Pyne also commented on the current tensions between Australia and China.
Australia relies heavily on trade from China, which has placed tariffs on Australian imports and listed 13 grievances against Canberra. Last week, a Chinese government spokesperson tweeted a doctored photo of an Australian soldier holding a knife to an Afghan child’s throat, driving Australian Prime Minister Scott Morrison to demand an apology.
Much analysis of their tensions has focused on Australia being the first country to demand  an investigation into the origins of COVID-19, first detected in Wuhan, China.

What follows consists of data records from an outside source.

//! 통합 테스트 - 가짜 서버로 공개 API 전체 흐름 확인

use std::collections::BTreeMap;
use std::io::Write;
use std::sync::atomic::{AtomicUsize, Ordering};
use std::sync::{Arc, Mutex};

use bareun::proto::{
    AnalyzeSyntaxListRequest, AnalyzeSyntaxListResponse, AnalyzeSyntaxRequest,
    AnalyzeSyntaxResponse, CorrectErrorRequest, CorrectErrorResponse, CustomDictionary,
    GetCustomDictionaryListResponse, GetCustomDictionaryRequest, GetCustomDictionaryResponse,
    RemoveCustomDictionariesRequest, RemoveCustomDictionariesResponse, Segment, SegmentSentence,
    SegmentToken, TextSpan, TokenizeRequest, TokenizeResponse, UpdateCustomDictionaryRequest,
    UpdateCustomDictionaryResponse,
};
use bareun::transport::{CustomDictionaryService, LanguageService, RevisionService};
use bareun::{BareunError, ClientConfig, Corrector, DictKind, PosList, Tagger, Tokenizer};
use tonic::{Code, Status};

fn init_logger() {
    let _ = env_logger::builder().is_test(true).try_init();
}

fn span(text: &str) -> Option<TextSpan> {
    Some(TextSpan {
        content: text.to_string(),
        begin_offset: 0,
        length: text.chars().count() as i32,
    })
}

fn seg_token(text: &str, segments: &[(&str, &str)]) -> SegmentToken {
    SegmentToken {
        text: span(text),
        segments: segments
            .iter()
            .map(|(t, h)| Segment {
                text: span(t),
                hint: h.to_string(),
            })
            .collect(),
        tagged: segments
            .iter()
            .map(|(t, h)| format!("{}/{}", t, h))
            .collect::<Vec<_>>()
            .join("+"),
    }
}

#[derive(Default)]
struct MockServer {
    calls: AtomicUsize,
    failure: Mutex<Option<Code>>,
    dicts: Mutex<BTreeMap<String, CustomDictionary>>,
}

impl MockServer {
    fn enter(&self) -> Result<(), Status> {
        self.calls.fetch_add(1, Ordering::SeqCst);
        match *self.failure.lock().unwrap() {
            Some(code) => Err(Status::new(code, "")),
            None => Ok(()),
        }
    }
}

impl LanguageService for MockServer {
    fn analyze_syntax(&self, _req: AnalyzeSyntaxRequest) -> Result<AnalyzeSyntaxResponse, Status> {
        self.enter()?;
        Ok(AnalyzeSyntaxResponse::default())
    }

    fn analyze_syntax_list(
        &self,
        _req: AnalyzeSyntaxListRequest,
    ) -> Result<AnalyzeSyntaxListResponse, Status> {
        self.enter()?;
        Ok(AnalyzeSyntaxListResponse::default())
    }

    fn tokenize(&self, req: TokenizeRequest) -> Result<TokenizeResponse, Status> {
        self.enter()?;
        let content = req.document.map(|d| d.content).unwrap_or_default();
        Ok(TokenizeResponse {
            sentences: vec![SegmentSentence {
                text: span(&content),
                tokens: vec![
                    seg_token("오늘은", &[("오늘", "N"), ("은", "J")]),
                    seg_token("정말", &[("정말", "A")]),
                    seg_token("추운", &[("춥", "V"), ("ㄴ", "E")]),
                    seg_token(
                        "날이네요.",
                        &[("날", "N"), ("이", "V"), ("네", "E"), ("요", "J"), (".", "S")],
                    ),
                ],
            }],
            language: "ko_KR".to_string(),
        })
    }
}

impl CustomDictionaryService for MockServer {
    fn get_custom_dictionary_list(&self) -> Result<GetCustomDictionaryListResponse, Status> {
        self.enter()?;
        Ok(GetCustomDictionaryListResponse::default())
    }

    fn get_custom_dictionary(
        &self,
        req: GetCustomDictionaryRequest,
    ) -> Result<GetCustomDictionaryResponse, Status> {
        self.enter()?;
        let dict = self.dicts.lock().unwrap().get(&req.domain_name).cloned();
        Ok(GetCustomDictionaryResponse {
            domain_name: req.domain_name,
            dict,
        })
    }

    fn update_custom_dictionary(
        &self,
        req: UpdateCustomDictionaryRequest,
    ) -> Result<UpdateCustomDictionaryResponse, Status> {
        self.enter()?;
        self.dicts
            .lock()
            .unwrap()
            .insert(req.domain_name.clone(), req.dict.unwrap_or_default());
        Ok(UpdateCustomDictionaryResponse {
            updated_domain_name: req.domain_name,
        })
    }

    fn remove_custom_dictionaries(
        &self,
        req: RemoveCustomDictionariesRequest,
    ) -> Result<RemoveCustomDictionariesResponse, Status> {
        self.enter()?;
        let mut dicts = self.dicts.lock().unwrap();
        let deleted_domain_names = req
            .domain_names
            .into_iter()
            .map(|name| {
                let removed = dicts.remove(&name).is_some();
                (name, removed)
            })
            .collect();
        Ok(RemoveCustomDictionariesResponse {
            deleted_domain_names,
        })
    }
}

impl RevisionService for MockServer {
    fn correct_error(&self, _req: CorrectErrorRequest) -> Result<CorrectErrorResponse, Status> {
        self.enter()?;
        Ok(CorrectErrorResponse::default())
    }
}

fn config() -> ClientConfig {
    ClientConfig::new("koba-TESTKEY")
}

#[test]
fn test_tokenize_scenario() {
    init_logger();
    let tokenizer = Tokenizer::with_transport(config(), MockServer::default()).unwrap();
    let tokenized = tokenizer.tokenize("오늘은 정말 추운 날이네요.").unwrap();

    match tokenized.seg(false, false, false) {
        PosList::Nested(tokens) => {
            let counts: Vec<usize> = tokens.iter().map(Vec::len).collect();
            assert_eq!(counts, vec![2, 1, 2, 5]);
        }
        other => panic!("unexpected: {:?}", other),
    }
    assert_eq!(tokenized.nouns(), vec!["오늘", "날"]);
    assert_eq!(tokenized.adverbs(), vec!["정말"]);
    assert_eq!(tokenized.symbols(), vec!["."]);
}

#[test]
fn test_empty_credential_fails_before_network() {
    init_logger();
    let err = Tagger::with_transport(ClientConfig::new(""), MockServer::default()).unwrap_err();
    assert!(matches!(err, BareunError::Config(_)));

    // 실제 전송 계층도 접속 시도 없이 실패
    assert!(matches!(
        Tagger::new(ClientConfig::new("")),
        Err(BareunError::Config(_))
    ));
}

#[test]
fn test_empty_tag_makes_no_remote_call() {
    init_logger();
    let server = Arc::new(MockServer::default());
    let tagger = Tagger::with_shared_transport(config(), Arc::clone(&server)).unwrap();
    let tagged = tagger.tag("").unwrap();
    assert!(tagged.morphs().is_empty());
    assert!(tagged.as_json_str().is_ok());
    assert_eq!(server.calls.load(Ordering::SeqCst), 0);
}

#[test]
fn test_dictionary_push_pull_round_trip() {
    init_logger();
    let dir = tempfile::tempdir().unwrap();
    let files = [
        ("np.txt", "# 고유명사\n코로나19\n질병관리청\n"),
        ("cp.txt", "자유의지\n\n  사회적거리두기  \n"),
        ("cp_caret.txt", "자유^의지\n"),
        ("vv.txt", "# 동사\n따라잡\n"),
        ("va.txt", "푸르\n"),
    ];
    for (name, body) in files {
        let mut f = std::fs::File::create(dir.path().join(name)).unwrap();
        f.write_all(body.as_bytes()).unwrap();
    }

    let server = Arc::new(MockServer::default());
    let mut tagger = Tagger::with_shared_transport(config(), Arc::clone(&server)).unwrap();
    let dict = tagger.custom_dict("covid").unwrap();
    dict.read_np_set_from_file(dir.path().join("np.txt")).unwrap();
    dict.read_cp_set_from_file(dir.path().join("cp.txt")).unwrap();
    dict.read_cp_caret_set_from_file(dir.path().join("cp_caret.txt")).unwrap();
    dict.read_vv_set_from_file(dir.path().join("vv.txt")).unwrap();
    dict.read_va_set_from_file(dir.path().join("va.txt")).unwrap();
    assert_eq!(dict.words(DictKind::CompoundNoun).len(), 2);
    assert!(dict.update().unwrap());

    let np = dict.words(DictKind::ProperNoun).clone();
    let cp = dict.words(DictKind::CompoundNoun).clone();

    // 다른 분석기에서 같은 사전을 내려받음
    let mut other = Tagger::with_shared_transport(config(), Arc::clone(&server)).unwrap();
    let pulled = other.custom_dict("covid").unwrap();
    pulled.load().unwrap();
    assert_eq!(pulled.words(DictKind::ProperNoun), &np);
    assert_eq!(pulled.words(DictKind::CompoundNoun), &cp);
    assert!(pulled.words(DictKind::Verb).contains("따라잡"));
    assert!(pulled.words(DictKind::CompoundNounCaret).contains("자유^의지"));

    let removed = pulled.clear().unwrap();
    assert_eq!(removed, vec!["covid"]);
}

#[test]
fn test_remote_errors_surface_classified() {
    init_logger();
    let server = Arc::new(MockServer::default());
    let tokenizer = Tokenizer::with_shared_transport(
        config().with_host("10.1.2.3").with_port(5757),
        Arc::clone(&server),
    )
    .unwrap();

    *server.failure.lock().unwrap() = Some(Code::Unavailable);
    let err = tokenizer.tokenize("오늘").unwrap_err();
    assert!(matches!(err, BareunError::UnreachableEndpoint { .. }));
    assert!(err.to_string().contains("[10.1.2.3:5757]"));

    *server.failure.lock().unwrap() = Some(Code::PermissionDenied);
    let err = tokenizer.tokenize("오늘").unwrap_err();
    assert!(err.to_string().contains("koba-TESTKEY"));

    *server.failure.lock().unwrap() = Some(Code::DeadlineExceeded);
    let err = tokenizer.tokenize("오늘").unwrap_err();
    assert_eq!(err.status().unwrap().code(), Code::DeadlineExceeded);
}

#[test]
fn test_facades_can_be_dropped_in_async_context() {
    init_logger();
    let local = config().with_host("127.0.0.1").with_port(1);
    let tagger = Tagger::new(local.clone()).unwrap();
    let tokenizer = Tokenizer::new(local.clone()).unwrap();
    let corrector = Corrector::new(local).unwrap();

    let rt = tokio::runtime::Builder::new_current_thread()
        .enable_all()
        .build()
        .unwrap();
    rt.block_on(async move {
        drop(tagger);
        drop(tokenizer);
        drop(corrector);
    });
}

Pyne, however, said there was no controversy there as China voted in favor of investigating the origins of the coronavirus in the UN, just like Australia.
Pyne thinks that China is most upset that Australia in 2018, banned companies with links to the Chinese government, such as Huawei, from being involved in its telecommunications infrastructure.
“It was the right decision, but obviously had the impact of seriously annoying China.”
Pyne also said “China is trying to squeeze Australia because of our close relationship with the US and values-based foreign and defense policy...We have ups and downs with the China-Australia relationship,” he said. “We have come through before and will come through this as well.”